Monday, August 6, 2012

Rant-Reviews: Three 1st Issues and a Conclusion

Today we've got the twisted, "Deadpool Kills the Marvel Universe, equally dark,  "Harvest," and the incredibly enjoyable, "Hawkeye," all with their first issues. Also, the conclusion of RASL with issue #15 has come out. Is everything good? Generally, with occasional complaints.

Deadpool Kills the Marvel Universe #1
In some ways this comic is unpleasant. It takes Deadpool, normally known for his jokes and light-hearted nature which hides his insecurities, and makes him into a cold-blooded killing machine when a villain's attempts to brainwash him go horribly awry. It's violent, dark, and a bit depressing with some pitch-black humor to fit the tone. The thing is though, I think it is also kind of interesting. It's been hinted before that if Deadpool, "Got his shit together," he would be possibly the most dangerous person in the Marvel Universe. He's a trained assassin who cannot be killed by any normal means, he's just distracted by his own shenanigans so he can't be bothered to excel at what he was made for--namely, killing. Writer Cullen Bunn understood this.

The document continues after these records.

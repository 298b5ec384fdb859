/// Drawable: a mesh plus its model-space bounding box.
///
/// Drawables are stored in the scene's slot map and referenced by key from
/// scene nodes. Each one consults the frustum before submitting its draw.

use bitflags::bitflags;
use glam::{Mat4, Vec3};
use slotmap::{new_key_type, SlotMap};
use crate::camera::{Frustum, FrustumTest};
use crate::error::Result;
use crate::engine_err;
use crate::renderer::{CommandList, MeshHandle, ShaderHandle};
use super::bounding_box::BoundingBox;

// ===== SLOT MAP KEY =====

new_key_type! {
    /// Stable key for a Drawable within a Scene.
    pub struct DrawableKey;
}

// ===== FLAGS =====

bitflags! {
    #[derive(Debug, Clone, Copy, PartialEq, Eq, Hash)]
    pub struct DrawableFlags: u32 {
        /// Skip the frustum test (player character)
        const ALWAYS_VISIBLE = 1 << 0;
        /// Rendered into the shadow depth pass
        const CASTS_SHADOW = 1 << 1;
    }
}

impl Default for DrawableFlags {
    fn default() -> Self {
        DrawableFlags::CASTS_SHADOW
    }
}

// ===== DRAW CONTEXT =====

/// Per-traversal state lent to every node and drawable.
pub struct DrawContext<'a> {
    frustum: &'a Frustum,
    drawables: &'a SlotMap<DrawableKey, Drawable>,
    command_list: &'a mut dyn CommandList,
}

impl<'a> DrawContext<'a> {
    pub fn new(
        frustum: &'a Frustum,
        drawables: &'a SlotMap<DrawableKey, Drawable>,
        command_list: &'a mut dyn CommandList,
    ) -> Self {
        Self { frustum, drawables, command_list }
    }

    pub fn frustum(&self) -> &'a Frustum {
        self.frustum
    }

    /// Resolve a drawable key.
    ///
    /// # Errors
    ///
    /// `InvalidResource` if the key does not belong to this scene.
    pub fn drawable(&self, key: DrawableKey) -> Result<&'a Drawable> {
        self.drawables.get(key).ok_or_else(|| {
            engine_err!("sns::DrawContext", InvalidResource, "Unknown drawable key {:?}", key)
        })
    }

    pub fn command_list(&mut self) -> &mut dyn CommandList {
        &mut *self.command_list
    }
}

// ===== DRAWABLE =====

#[derive(Debug, Clone, PartialEq)]
pub struct Drawable {
    mesh: MeshHandle,
    /// Model-space corners
    bounding_box: BoundingBox,
    flags: DrawableFlags,
}

impl Drawable {
    pub fn new(mesh: MeshHandle, bounding_box: BoundingBox) -> Self {
        Self { mesh, bounding_box, flags: DrawableFlags::default() }
    }

    pub fn with_flags(mut self, flags: DrawableFlags) -> Self {
        self.flags = flags;
        self
    }

    pub fn mesh(&self) -> MeshHandle {
        self.mesh
    }

    pub fn bounding_box(&self) -> &BoundingBox {
        &self.bounding_box
    }

    pub fn flags(&self) -> DrawableFlags {
        self.flags
    }

    pub fn set_always_visible(&mut self, always_visible: bool) {
        self.flags.set(DrawableFlags::ALWAYS_VISIBLE, always_visible);
    }

    pub fn is_always_visible(&self) -> bool {
        self.flags.contains(DrawableFlags::ALWAYS_VISIBLE)
    }

    pub fn casts_shadow(&self) -> bool {
        self.flags.contains(DrawableFlags::CASTS_SHADOW)
    }

    /// Shift the stored corners by `delta` (model-space correction).
    pub fn update_bounding_box(&mut self, delta: Vec3) {
        self.bounding_box.translate(delta);
    }

    /// Bounding box carried into world space by `accumulated`.
    pub fn world_bounding_box(&self, accumulated: &Mat4) -> BoundingBox {
        self.bounding_box.transformed(accumulated)
    }

    /// True if this drawable would be submitted under `accumulated`.
    pub fn is_visible(&self, frustum: &Frustum, accumulated: &Mat4) -> bool {
        self.is_always_visible()
            || frustum.classify(&self.world_bounding_box(accumulated)) != FrustumTest::Outside
    }

    /// Submit the mesh unless its world box is outside the frustum.
    ///
    /// Returns whether a draw was issued.
    pub fn render_if_visible(&self, ctx: &mut DrawContext<'_>, accumulated: &Mat4) -> Result<bool> {
        if !self.is_visible(ctx.frustum(), accumulated) {
            return Ok(false);
        }
        ctx.command_list().draw_mesh(self.mesh, accumulated)?;
        Ok(true)
    }

    /// Depth-pass variant of `render_if_visible`. Drawables that do not cast
    /// shadows are never submitted.
    pub fn render_depth_if_visible(
        &self,
        ctx: &mut DrawContext<'_>,
        shader: ShaderHandle,
        accumulated: &Mat4,
    ) -> Result<bool> {
        if !self.casts_shadow() || !self.is_visible(ctx.frustum(), accumulated) {
            return Ok(false);
        }
        ctx.command_list().draw_mesh_depth(self.mesh, shader, accumulated)?;
        Ok(true)
    }
}

#[cfg(test)]
#[path = "drawable_tests.rs"]
mod tests;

This comic points out that once the happy-go-lucky thoughts in his head are pushed out of the way that one dark bit in his mind that just wants to serve his initial purpose of killing can speak up and result in Deadpool being one of the most dangerous beings ever in existence. Therefore, this doesn't really work as a comedy comic as any jokes are just so dark you're more disturbed than amused. As a study of the psychology of a monster who for so long tried to be normal person but had that evil deep-down in him waiting to be set loose, this is pretty good. If you're coming for the usual Deadpool jokes you'll be sorely disappointed, but if you want something a bit more evil this may just work for you.
3 out of 5 stars. 

Harvest #1
The biggest complaint I probably have for this comic is its tendency to jump around in time can get a bit confusing, and I had to re-read certain bits to figure out which character did what and why. Also, this issue is a lot of set-up, only hinting in the opening of the main plot of this series--namely how an ex black-market surgeon is taking out body-parts rich people had paid to get at the expense of others. However, the bleak tone, beautiful artwork, and hints of hallucinations make this comic about organ-harvesting an intriguing little number. I just hope the mini-series can keep the twisted tone going throughout the rest of the issues and that the story picks up a bit more. Then again, if it keeps looking this good I may not mind.
3.5 out of 5 stars.

Hawkeye #1
All over the internet people are singing the praises of this comic, even if it in some ways is ripping of Batman: Year One and older Daredevil comics with its stylistic choices and design. The comic is basically about what Hawkeye does when he's not with the Avengers, and that consists of him just being a mostly normal dude with a good heart. The story is expertly designed; it's funny when it needs to be and serious at times too, and boy if David Aja doesn't provide great art. Matt Fraction was the writer on this and he can be so incredibly good ("Casanova", "Iron Fist" with Ed Brubaker co-writing) or terribly bad (Fear Itself) that you never know what you're going to get from him. Thankfully, we received this.

This comic is probably the best launch of a Marvel comic since Daredevil came out swinging awhile ago with Mark Waid and other talented artists at the helm. That comic and Hawkeye both show that if you can get top-notching writing and art together you will get something that doesn't only read well, but looks beautiful too. The sad thing is that this is a comic about Hawkeye, so the odds of it actually becoming a massive hit are kind of small no matter how much good press this gets. Still though, utterly awesome stuff
5 out of 5 stars.

RASL #15
In this concluding issue of the series we get some crazy twists, finally learn what "RASL" means, and get lots of well-drawn fighting along with more surreal sci-fi talk. The ending is a bit ambiguous but that makes sense for a series as odd as this: Something not quite sci-fi, adventure, or romance, but all of the above plus more. I've enjoyed this series, and it will read very well collected into one big trade as I anticipate it will be at some point. It's neat stuff.
3.5 out of 5 stars.

That's what I've got for you, I hope you savored it like a fine wine or a box of Chicken Rings from White Castle. Either works really.